*** Data for this task ***
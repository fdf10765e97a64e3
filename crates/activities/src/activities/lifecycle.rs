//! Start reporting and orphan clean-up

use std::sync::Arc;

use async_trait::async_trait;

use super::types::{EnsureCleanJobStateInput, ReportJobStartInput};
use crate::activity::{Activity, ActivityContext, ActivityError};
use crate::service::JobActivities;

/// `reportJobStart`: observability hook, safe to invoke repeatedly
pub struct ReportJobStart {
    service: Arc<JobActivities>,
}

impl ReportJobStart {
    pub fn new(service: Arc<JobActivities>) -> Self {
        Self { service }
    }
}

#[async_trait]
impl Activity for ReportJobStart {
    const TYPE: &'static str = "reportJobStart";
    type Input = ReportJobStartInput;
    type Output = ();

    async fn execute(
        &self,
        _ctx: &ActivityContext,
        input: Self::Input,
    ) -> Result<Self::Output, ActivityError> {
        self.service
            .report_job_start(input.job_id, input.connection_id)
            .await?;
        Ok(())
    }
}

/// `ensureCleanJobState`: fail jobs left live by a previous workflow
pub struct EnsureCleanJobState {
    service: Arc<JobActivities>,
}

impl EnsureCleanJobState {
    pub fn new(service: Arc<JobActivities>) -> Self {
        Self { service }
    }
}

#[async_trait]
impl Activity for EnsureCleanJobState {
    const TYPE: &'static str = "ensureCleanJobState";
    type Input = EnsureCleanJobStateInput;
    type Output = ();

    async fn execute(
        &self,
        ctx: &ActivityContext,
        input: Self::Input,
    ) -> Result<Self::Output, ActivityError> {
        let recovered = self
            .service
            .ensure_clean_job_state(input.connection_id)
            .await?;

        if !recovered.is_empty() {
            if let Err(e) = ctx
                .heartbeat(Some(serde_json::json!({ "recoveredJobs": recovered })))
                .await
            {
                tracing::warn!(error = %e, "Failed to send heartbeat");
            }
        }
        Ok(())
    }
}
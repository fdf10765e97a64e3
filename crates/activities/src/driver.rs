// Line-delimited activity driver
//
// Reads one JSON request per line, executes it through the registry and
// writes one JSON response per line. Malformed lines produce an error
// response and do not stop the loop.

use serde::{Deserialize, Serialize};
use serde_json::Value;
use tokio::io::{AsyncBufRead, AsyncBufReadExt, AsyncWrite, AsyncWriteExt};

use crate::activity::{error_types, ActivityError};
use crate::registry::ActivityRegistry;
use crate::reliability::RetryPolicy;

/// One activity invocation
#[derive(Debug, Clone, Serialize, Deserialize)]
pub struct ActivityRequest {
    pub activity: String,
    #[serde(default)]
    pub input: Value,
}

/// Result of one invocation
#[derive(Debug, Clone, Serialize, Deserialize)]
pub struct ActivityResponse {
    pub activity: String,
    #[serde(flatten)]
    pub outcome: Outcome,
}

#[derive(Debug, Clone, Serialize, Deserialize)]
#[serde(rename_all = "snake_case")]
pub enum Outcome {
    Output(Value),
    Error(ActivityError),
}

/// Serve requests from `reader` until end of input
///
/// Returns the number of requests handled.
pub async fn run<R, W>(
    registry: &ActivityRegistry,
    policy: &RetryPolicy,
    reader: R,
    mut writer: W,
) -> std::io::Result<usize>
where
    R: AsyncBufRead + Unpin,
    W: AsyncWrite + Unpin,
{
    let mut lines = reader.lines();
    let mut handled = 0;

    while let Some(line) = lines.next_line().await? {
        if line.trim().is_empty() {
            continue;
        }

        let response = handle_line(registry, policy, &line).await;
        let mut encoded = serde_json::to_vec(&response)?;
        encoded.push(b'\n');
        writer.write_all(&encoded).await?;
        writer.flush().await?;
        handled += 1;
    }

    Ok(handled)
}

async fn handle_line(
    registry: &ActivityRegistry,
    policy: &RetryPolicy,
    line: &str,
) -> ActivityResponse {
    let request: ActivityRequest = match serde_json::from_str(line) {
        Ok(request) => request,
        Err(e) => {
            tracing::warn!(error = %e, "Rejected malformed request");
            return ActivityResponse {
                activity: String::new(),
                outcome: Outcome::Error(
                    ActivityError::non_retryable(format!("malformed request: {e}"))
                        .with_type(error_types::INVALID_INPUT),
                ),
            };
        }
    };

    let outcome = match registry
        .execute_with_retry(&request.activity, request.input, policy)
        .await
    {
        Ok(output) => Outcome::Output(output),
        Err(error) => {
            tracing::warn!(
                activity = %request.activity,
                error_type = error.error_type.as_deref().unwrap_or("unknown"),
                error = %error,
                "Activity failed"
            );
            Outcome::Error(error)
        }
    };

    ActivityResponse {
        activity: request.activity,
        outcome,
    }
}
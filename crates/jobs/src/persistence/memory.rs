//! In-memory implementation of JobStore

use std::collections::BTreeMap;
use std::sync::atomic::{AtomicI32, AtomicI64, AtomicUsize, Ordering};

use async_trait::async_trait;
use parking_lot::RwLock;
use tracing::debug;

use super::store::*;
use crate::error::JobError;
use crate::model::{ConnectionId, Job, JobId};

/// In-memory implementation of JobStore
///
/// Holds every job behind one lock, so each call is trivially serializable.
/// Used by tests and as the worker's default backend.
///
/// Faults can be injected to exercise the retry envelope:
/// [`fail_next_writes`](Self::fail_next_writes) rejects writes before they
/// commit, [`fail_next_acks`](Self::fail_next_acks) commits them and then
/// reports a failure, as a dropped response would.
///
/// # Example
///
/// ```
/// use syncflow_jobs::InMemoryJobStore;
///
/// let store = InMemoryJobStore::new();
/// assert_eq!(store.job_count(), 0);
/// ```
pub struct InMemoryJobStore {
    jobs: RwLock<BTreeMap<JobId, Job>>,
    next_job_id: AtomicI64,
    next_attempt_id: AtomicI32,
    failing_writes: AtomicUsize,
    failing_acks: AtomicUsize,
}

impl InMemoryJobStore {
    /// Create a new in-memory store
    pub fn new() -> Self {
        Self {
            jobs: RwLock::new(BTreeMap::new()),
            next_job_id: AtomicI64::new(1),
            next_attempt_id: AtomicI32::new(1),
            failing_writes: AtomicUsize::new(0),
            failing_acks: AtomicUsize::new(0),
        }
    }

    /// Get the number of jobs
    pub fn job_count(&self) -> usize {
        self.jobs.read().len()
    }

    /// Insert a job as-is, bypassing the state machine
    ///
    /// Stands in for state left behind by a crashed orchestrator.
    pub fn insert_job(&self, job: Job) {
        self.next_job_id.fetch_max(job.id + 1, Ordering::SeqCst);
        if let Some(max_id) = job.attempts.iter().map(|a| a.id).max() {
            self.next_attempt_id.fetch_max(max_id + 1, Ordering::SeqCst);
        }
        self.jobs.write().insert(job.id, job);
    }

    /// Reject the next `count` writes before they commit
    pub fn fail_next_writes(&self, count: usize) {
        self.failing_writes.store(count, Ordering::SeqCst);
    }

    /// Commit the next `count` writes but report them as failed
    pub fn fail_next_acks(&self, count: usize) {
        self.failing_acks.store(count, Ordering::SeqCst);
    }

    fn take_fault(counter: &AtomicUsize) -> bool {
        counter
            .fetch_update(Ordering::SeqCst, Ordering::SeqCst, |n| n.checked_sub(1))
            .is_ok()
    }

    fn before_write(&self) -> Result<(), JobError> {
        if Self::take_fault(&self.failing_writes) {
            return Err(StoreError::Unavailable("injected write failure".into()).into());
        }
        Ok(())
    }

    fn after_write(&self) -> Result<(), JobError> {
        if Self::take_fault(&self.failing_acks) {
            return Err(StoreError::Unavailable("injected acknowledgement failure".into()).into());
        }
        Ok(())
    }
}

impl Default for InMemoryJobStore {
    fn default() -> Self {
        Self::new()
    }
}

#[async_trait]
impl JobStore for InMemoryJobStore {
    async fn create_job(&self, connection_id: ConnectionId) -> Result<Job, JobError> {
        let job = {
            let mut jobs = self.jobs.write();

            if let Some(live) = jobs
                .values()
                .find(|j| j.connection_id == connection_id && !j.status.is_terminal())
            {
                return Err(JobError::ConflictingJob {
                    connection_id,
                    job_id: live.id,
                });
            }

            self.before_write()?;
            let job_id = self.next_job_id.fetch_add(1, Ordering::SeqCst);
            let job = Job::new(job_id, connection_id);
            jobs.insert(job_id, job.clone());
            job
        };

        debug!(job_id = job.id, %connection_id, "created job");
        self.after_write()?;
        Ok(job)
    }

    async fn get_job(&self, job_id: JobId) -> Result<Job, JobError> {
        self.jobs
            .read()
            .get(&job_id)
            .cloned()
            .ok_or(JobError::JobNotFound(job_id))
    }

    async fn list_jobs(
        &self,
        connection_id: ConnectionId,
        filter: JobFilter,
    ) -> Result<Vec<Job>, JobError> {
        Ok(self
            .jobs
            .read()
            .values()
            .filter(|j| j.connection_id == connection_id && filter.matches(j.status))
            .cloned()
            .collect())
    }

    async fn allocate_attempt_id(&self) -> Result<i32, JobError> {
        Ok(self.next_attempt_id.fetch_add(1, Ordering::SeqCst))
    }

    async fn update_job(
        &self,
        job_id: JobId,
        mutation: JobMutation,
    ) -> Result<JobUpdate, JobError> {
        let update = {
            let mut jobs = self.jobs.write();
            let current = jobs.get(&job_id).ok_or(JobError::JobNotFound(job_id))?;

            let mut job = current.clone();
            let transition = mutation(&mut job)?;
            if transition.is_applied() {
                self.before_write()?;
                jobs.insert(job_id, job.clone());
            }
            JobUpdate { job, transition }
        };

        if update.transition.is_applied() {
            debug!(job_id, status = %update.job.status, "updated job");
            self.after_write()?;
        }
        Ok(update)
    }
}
***
__To do__: Give only the lines from the one holding "a crashed orchestrator." through the one holding "impl Default for", each restated exactly as it appears above.

__Answer space__:
    /// Stands in for state left behind by a crashed orchestrator.
    pub fn insert_job(&self, job: Job) {
        self.next_job_id.fetch_max(job.id + 1, Ordering::SeqCst);
        if let Some(max_id) = job.attempts.iter().map(|a| a.id).max() {
            self.next_attempt_id.fetch_max(max_id + 1, Ordering::SeqCst);
        }
        self.jobs.write().insert(job.id, job);
    }

    /// Reject the next `count` writes before they commit
    pub fn fail_next_writes(&self, count: usize) {
        self.failing_writes.store(count, Ordering::SeqCst);
    }

    /// Commit the next `count` writes but report them as failed
    pub fn fail_next_acks(&self, count: usize) {
        self.failing_acks.store(count, Ordering::SeqCst);
    }

    fn take_fault(counter: &AtomicUsize) -> bool {
        counter
            .fetch_update(Ordering::SeqCst, Ordering::SeqCst, |n| n.checked_sub(1))
            .is_ok()
    }

    fn before_write(&self) -> Result<(), JobError> {
        if Self::take_fault(&self.failing_writes) {
            return Err(StoreError::Unavailable("injected write failure".into()).into());
        }
        Ok(())
    }

    fn after_write(&self) -> Result<(), JobError> {
        if Self::take_fault(&self.failing_acks) {
            return Err(StoreError::Unavailable("injected acknowledgement failure".into()).into());
        }
        Ok(())
    }
}

impl Default for InMemoryJobStore {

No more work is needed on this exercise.